### Supplied material
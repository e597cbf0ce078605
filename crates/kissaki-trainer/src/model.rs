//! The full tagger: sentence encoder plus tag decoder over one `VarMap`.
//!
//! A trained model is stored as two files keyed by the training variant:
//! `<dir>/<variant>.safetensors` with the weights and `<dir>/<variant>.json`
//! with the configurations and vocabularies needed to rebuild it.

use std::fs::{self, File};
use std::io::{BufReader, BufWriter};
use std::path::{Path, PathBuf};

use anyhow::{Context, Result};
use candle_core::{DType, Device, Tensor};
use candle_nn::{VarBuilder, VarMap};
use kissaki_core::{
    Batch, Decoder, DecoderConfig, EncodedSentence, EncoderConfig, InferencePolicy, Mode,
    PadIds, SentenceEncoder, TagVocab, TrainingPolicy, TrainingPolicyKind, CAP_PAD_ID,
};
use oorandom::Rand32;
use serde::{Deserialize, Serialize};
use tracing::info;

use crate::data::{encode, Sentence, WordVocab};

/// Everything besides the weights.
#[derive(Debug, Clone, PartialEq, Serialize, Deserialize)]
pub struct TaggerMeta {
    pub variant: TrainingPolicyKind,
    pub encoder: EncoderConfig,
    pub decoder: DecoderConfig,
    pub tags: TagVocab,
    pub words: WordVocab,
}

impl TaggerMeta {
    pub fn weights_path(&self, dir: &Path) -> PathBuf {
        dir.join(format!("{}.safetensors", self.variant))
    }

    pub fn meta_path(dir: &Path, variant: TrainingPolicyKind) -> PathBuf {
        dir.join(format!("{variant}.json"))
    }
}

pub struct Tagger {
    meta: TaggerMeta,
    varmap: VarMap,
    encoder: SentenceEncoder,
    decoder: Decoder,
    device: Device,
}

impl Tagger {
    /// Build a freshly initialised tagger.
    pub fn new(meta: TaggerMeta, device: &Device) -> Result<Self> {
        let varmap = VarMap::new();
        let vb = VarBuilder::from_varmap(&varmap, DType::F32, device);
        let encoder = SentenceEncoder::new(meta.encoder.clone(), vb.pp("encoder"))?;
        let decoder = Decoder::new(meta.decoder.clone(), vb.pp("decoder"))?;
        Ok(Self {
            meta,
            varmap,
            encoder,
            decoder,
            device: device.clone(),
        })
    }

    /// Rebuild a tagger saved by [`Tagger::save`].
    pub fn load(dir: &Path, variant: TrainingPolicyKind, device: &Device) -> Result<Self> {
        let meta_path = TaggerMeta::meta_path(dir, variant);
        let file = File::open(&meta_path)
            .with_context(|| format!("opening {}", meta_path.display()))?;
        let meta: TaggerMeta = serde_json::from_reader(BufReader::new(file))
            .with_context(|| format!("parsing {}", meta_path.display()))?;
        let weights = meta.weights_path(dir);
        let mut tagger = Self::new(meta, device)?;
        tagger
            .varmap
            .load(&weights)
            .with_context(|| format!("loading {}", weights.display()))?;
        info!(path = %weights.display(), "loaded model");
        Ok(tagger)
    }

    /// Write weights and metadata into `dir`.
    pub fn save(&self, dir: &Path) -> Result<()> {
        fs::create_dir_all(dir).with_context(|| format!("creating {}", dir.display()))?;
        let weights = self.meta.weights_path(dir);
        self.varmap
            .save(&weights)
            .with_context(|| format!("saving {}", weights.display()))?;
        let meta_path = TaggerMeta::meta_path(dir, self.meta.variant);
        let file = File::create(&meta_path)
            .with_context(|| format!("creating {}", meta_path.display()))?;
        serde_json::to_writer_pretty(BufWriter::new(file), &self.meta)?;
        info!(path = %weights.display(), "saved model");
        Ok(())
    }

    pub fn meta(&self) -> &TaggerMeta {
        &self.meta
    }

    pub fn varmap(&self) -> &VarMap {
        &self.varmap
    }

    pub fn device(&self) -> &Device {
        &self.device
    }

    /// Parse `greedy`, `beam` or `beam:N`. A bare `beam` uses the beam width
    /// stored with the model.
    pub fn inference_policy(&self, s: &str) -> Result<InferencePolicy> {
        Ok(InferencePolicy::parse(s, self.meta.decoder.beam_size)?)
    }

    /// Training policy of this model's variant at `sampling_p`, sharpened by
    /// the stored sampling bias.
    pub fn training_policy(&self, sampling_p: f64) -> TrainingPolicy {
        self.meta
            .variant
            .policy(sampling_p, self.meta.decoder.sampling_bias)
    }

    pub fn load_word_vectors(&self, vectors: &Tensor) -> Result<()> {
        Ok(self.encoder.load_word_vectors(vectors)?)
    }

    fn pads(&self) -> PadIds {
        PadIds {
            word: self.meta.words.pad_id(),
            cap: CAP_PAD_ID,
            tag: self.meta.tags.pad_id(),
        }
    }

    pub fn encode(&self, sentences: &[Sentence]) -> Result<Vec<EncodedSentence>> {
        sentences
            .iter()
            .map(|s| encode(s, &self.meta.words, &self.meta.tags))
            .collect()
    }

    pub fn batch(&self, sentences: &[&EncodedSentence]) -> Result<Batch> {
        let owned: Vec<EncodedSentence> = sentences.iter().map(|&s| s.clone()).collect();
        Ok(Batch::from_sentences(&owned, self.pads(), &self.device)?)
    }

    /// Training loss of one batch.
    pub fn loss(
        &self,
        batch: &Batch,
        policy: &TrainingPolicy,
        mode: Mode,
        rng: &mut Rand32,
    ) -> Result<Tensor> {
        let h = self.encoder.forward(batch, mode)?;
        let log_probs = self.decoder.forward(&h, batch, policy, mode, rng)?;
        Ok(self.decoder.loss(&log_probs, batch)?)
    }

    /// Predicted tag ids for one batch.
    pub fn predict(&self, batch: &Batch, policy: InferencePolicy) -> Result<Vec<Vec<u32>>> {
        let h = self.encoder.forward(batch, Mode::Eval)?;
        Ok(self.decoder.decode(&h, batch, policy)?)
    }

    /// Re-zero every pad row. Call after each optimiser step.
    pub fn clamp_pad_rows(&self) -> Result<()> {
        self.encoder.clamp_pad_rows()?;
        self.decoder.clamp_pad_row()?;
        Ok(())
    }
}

### Requirement
Display every line of the listing that contains the string "PadIds".

### Answer
    PadIds, SentenceEncoder, TagVocab, TrainingPolicy, TrainingPolicyKind, CAP_PAD_ID,
    fn pads(&self) -> PadIds {
        PadIds {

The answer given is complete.